A lottery is a form of gambling in which numbers are drawn to determine the winners of prizes. It is a popular way of raising funds for public projects, and it can also be used to award educational scholarships or other special awards. The practice dates back centuries, and the drawing of lots to decide ownership or other rights is recorded in many ancient documents, including the Bible.

In the immediate post-World War II period, state governments introduced lotteries to raise money for various social services and other projects without raising taxes. In the early days, lotteries flourished in Northeastern states with large populations that are accustomed to gambling and with social safety nets that could be expanded with new money.

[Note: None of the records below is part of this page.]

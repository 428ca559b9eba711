//! Errors raised while configuring the lint engine.

use thiserror::Error;

/// A rule could not be set up from the lint configuration.
///
/// Unlike problems in linted files, these abort the run before any file is
/// checked.
#[derive(Debug, Error, PartialEq, Eq)]
pub enum RuleSetupError {
    /// A rule option table is present but lacks a mandatory option.
    #[error("rule `{rule}` requires the `{option}` option")]
    MissingOption {
        /// The rule name.
        rule: &'static str,
        /// The missing option.
        option: &'static str,
    },

    /// A deny/allow/warn list names a rule that does not exist.
    #[error("unknown lint rule `{0}`")]
    UnknownRule(String),
}
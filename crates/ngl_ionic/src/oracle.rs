//! The attribute type oracle.
//!
//! [`AttributeTypeOracle::type_map`] builds the tag → attribute → type map
//! on first use and keeps it for the life of the oracle. Building reads
//! `components.d.ts`, crawls the relative export graph once to learn where
//! every type name is declared, and resolves aliases on demand. Raw file
//! contents and scanned modules sit in bounded caches; resolved names and the
//! final map are never evicted.
//!
//! Declaration files are assumed not to change while the oracle lives.

use crate::cache::{BoundedCache, CacheStats};
use crate::dts::{self, DtsModule};
use crate::error::OracleError;
use crate::kind::{classify_type, AttributeType, Resolution, ResolveType, ValueKind};
use crate::naming::{camel_case, tag_name};
use ngl_source::fs::resolve_relative;
use ngl_source::FileSystem;
use serde::Serialize;
use std::collections::{BTreeMap, HashMap, HashSet, VecDeque};
use std::path::{Path, PathBuf};
use std::sync::{Arc, Mutex, OnceLock};

/// Tag name → attribute (property) name → classified type.
pub type AttributeTypeMap = BTreeMap<String, BTreeMap<String, AttributeType>>;

/// Default capacity of the raw caches.
pub const DEFAULT_CACHE_CAPACITY: usize = 256;

/// Counters for the oracle's cache layers.
#[derive(Clone, Copy, Debug, Default, PartialEq, Eq, Serialize)]
pub struct OracleCacheStats {
    /// File content cache.
    pub contents: CacheStats,
    /// Scanned module cache.
    pub modules: CacheStats,
    /// Number of type names with a known declaring file.
    pub type_locations: usize,
    /// Number of resolved type names.
    pub aliases: usize,
}

struct DeclarationCaches {
    contents: BoundedCache<PathBuf, Arc<str>>,
    modules: BoundedCache<PathBuf, Arc<DtsModule>>,
    type_locations: Option<HashMap<String, PathBuf>>,
    aliases: HashMap<String, Resolution>,
}

/// Answers which value kind an Ionic component attribute expects.
///
/// Shared between rules through an `Arc`; all state is behind a mutex or a
/// `OnceLock`, so lookups take `&self`.
pub struct AttributeTypeOracle {
    components_dts: PathBuf,
    fs: Arc<dyn FileSystem>,
    caches: Mutex<DeclarationCaches>,
    map: OnceLock<AttributeTypeMap>,
}

impl std::fmt::Debug for AttributeTypeOracle {
    fn fmt(&self, f: &mut std::fmt::Formatter<'_>) -> std::fmt::Result {
        f.debug_struct("AttributeTypeOracle")
            .field("components_dts", &self.components_dts)
            .field("built", &self.map.get().is_some())
            .finish()
    }
}

impl AttributeTypeOracle {
    /// Creates an oracle over the given `components.d.ts`. Nothing is read
    /// until the first lookup.
    pub fn new(components_dts: impl Into<PathBuf>, fs: Arc<dyn FileSystem>, cache_capacity: usize) -> Self {
        Self {
            components_dts: components_dts.into(),
            fs,
            caches: Mutex::new(DeclarationCaches {
                contents: BoundedCache::new(cache_capacity),
                modules: BoundedCache::new(cache_capacity),
                type_locations: None,
                aliases: HashMap::new(),
            }),
            map: OnceLock::new(),
        }
    }

    /// The declaration file this oracle reads.
    pub fn components_dts(&self) -> &Path {
        &self.components_dts
    }

    /// The full map, built on first call.
    pub fn type_map(&self) -> &AttributeTypeMap {
        self.map.get_or_init(|| match self.build() {
            Ok(map) => {
                tracing::debug!(
                    path = %self.components_dts.display(),
                    components = map.len(),
                    "built attribute type map"
                );
                map
            }
            Err(err) => {
                tracing::warn!(error = %err, "ionic attribute types unavailable");
                AttributeTypeMap::new()
            }
        })
    }

    /// Looks up an attribute of a tag. Dash-case attribute names are tried
    /// as written and in camel case.
    pub fn lookup(&self, tag: &str, attribute: &str) -> Option<&AttributeType> {
        let attrs = self.type_map().get(&tag.to_ascii_lowercase())?;
        attrs
            .get(attribute)
            .or_else(|| attrs.get(&camel_case(attribute)))
    }

    /// The value kind of an attribute; [`ValueKind::Unknown`] if not declared.
    pub fn kind(&self, tag: &str, attribute: &str) -> ValueKind {
        self.lookup(tag, attribute)
            .map_or(ValueKind::Unknown, |ty| ty.kind)
    }

    /// The permitted literal values of a restricted string attribute.
    pub fn allowed_values(&self, tag: &str, attribute: &str) -> Option<&[String]> {
        self.lookup(tag, attribute)
            .filter(|ty| ty.kind == ValueKind::String && !ty.values.is_empty())
            .map(|ty| ty.values.as_slice())
    }

    /// Returns `true` if the tag is a known component.
    pub fn is_component(&self, tag: &str) -> bool {
        self.type_map().contains_key(&tag.to_ascii_lowercase())
    }

    /// Current cache counters.
    pub fn cache_stats(&self) -> OracleCacheStats {
        let caches = self.lock();
        OracleCacheStats {
            contents: caches.contents.stats(),
            modules: caches.modules.stats(),
            type_locations: caches.type_locations.as_ref().map_or(0, HashMap::len),
            aliases: caches.aliases.len(),
        }
    }

    fn lock(&self) -> std::sync::MutexGuard<'_, DeclarationCaches> {
        self.caches.lock().unwrap_or_else(|poisoned| poisoned.into_inner())
    }

    fn build(&self) -> Result<AttributeTypeMap, OracleError> {
        let text = {
            let mut caches = self.lock();
            self.content(&mut caches, &self.components_dts)?
        };
        let interfaces =
            dts::scan_components(&text).ok_or_else(|| OracleError::MissingNamespace {
                path: self.components_dts.clone(),
            })?;

        let resolver = CrawlResolver { oracle: self };
        let mut map = AttributeTypeMap::new();
        for interface in interfaces {
            let Some(tag) = tag_name(&interface.name) else {
                continue;
            };
            let attrs = map.entry(tag).or_default();
            for prop in interface.props {
                let ty = classify_type(&prop.type_text, &resolver);
                tracing::trace!(prop = %prop.name, kind = %ty.kind, "classified");
                attrs.insert(prop.name, ty);
            }
        }
        Ok(map)
    }

    fn content(&self, caches: &mut DeclarationCaches, path: &Path) -> Result<Arc<str>, OracleError> {
        if let Some(text) = caches.contents.get(&path.to_path_buf()) {
            return Ok(Arc::clone(text));
        }
        let text: Arc<str> = self
            .fs
            .read_to_string(path)
            .map_err(|source| OracleError::Read {
                path: path.to_path_buf(),
                source,
            })?
            .into();
        caches.contents.insert(path.to_path_buf(), Arc::clone(&text));
        Ok(text)
    }

    fn module(&self, caches: &mut DeclarationCaches, path: &Path) -> Result<Arc<DtsModule>, OracleError> {
        if let Some(module) = caches.modules.get(&path.to_path_buf()) {
            return Ok(Arc::clone(module));
        }
        let text = self.content(caches, path)?;
        let module = Arc::new(dts::scan_module(&text));
        caches.modules.insert(path.to_path_buf(), Arc::clone(&module));
        Ok(module)
    }

    /// Walks relative module references from `components.d.ts`, recording
    /// the first file that declares each type name.
    fn crawl(&self, caches: &mut DeclarationCaches) -> HashMap<String, PathBuf> {
        let mut locations = HashMap::new();
        let mut visited = HashSet::new();
        let mut queue = VecDeque::from([self.components_dts.clone()]);
        while let Some(path) = queue.pop_front() {
            if !visited.insert(path.clone()) {
                continue;
            }
            let module = match self.module(caches, &path) {
                Ok(module) => module,
                Err(err) => {
                    tracing::debug!(error = %err, "skipping declaration file");
                    continue;
                }
            };
            for name in module.aliases.keys().chain(module.declarations.iter()) {
                locations
                    .entry(name.clone())
                    .or_insert_with(|| path.clone());
            }
            for reference in &module.references {
                if !reference.starts_with('.') {
                    continue;
                }
                match self.resolve_module(&path, reference) {
                    Some(target) => queue.push_back(target),
                    None => tracing::trace!(from = %path.display(), reference = %reference, "unresolved module"),
                }
            }
        }
        tracing::debug!(files = visited.len(), names = locations.len(), "crawled declarations");
        locations
    }

    fn resolve_module(&self, from: &Path, reference: &str) -> Option<PathBuf> {
        let base = resolve_relative(from, reference);
        if reference.ends_with(".d.ts") {
            return self.fs.is_file(&base).then_some(base);
        }
        let stem = match reference.strip_suffix(".js") {
            Some(stem) => resolve_relative(from, stem),
            None => base.clone(),
        };
        let mut with_ext = stem.clone().into_os_string();
        with_ext.push(".d.ts");
        [PathBuf::from(with_ext), stem.join("index.d.ts")]
            .into_iter()
            .find(|candidate| self.fs.is_file(candidate))
    }

    fn resolve_name(&self, name: &str) -> Resolution {
        let mut caches = self.lock();
        if let Some(hit) = caches.aliases.get(name) {
            return hit.clone();
        }
        if caches.type_locations.is_none() {
            let locations = self.crawl(&mut caches);
            caches.type_locations = Some(locations);
        }
        let location = caches
            .type_locations
            .as_ref()
            .and_then(|locations| locations.get(name))
            .cloned();
        let resolution = match location {
            None => Resolution::Unresolved,
            Some(path) => match self.module(&mut caches, &path) {
                Ok(module) => match module.aliases.get(name) {
                    Some(rhs) => Resolution::Alias(Arc::from(rhs.as_str())),
                    None if module.declarations.contains(name) => Resolution::Declared,
                    None => Resolution::Unresolved,
                },
                Err(err) => {
                    tracing::warn!(error = %err, name, "type declaration unreadable");
                    Resolution::Unresolved
                }
            },
        };
        caches.aliases.insert(name.to_string(), resolution.clone());
        resolution
    }
}

struct CrawlResolver<'a> {
    oracle: &'a AttributeTypeOracle,
}

impl ResolveType for CrawlResolver<'_> {
    fn resolve(&self, name: &str) -> Resolution {
        self.oracle.resolve_name(name)
    }
}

These governments have a strong incentive to promote their lotteries as an especially virtuous activity, as the proceeds are earmarked for a particular good or public service, such as education. But this message obscures the regressive nature of lotteries, which benefit rich people more than poor ones.

A key problem with lotteries is that they depend on chance to win and retain public support. As a result, they become politically vulnerable and subject to pressures to increase their revenues. In this context, they tend to become dependent on a specific group of people: convenience store operators (the usual vendors for lotteries); suppliers to the industry (heavy contributions by these firms to state political campaigns are regularly reported); teachers (in those states in which lottery profits are earmarked for education); and state legislators (who quickly get accustomed to the extra revenue). These groups all have a stake in making the lottery appear legitimate and virtuous, but their interests do not always align.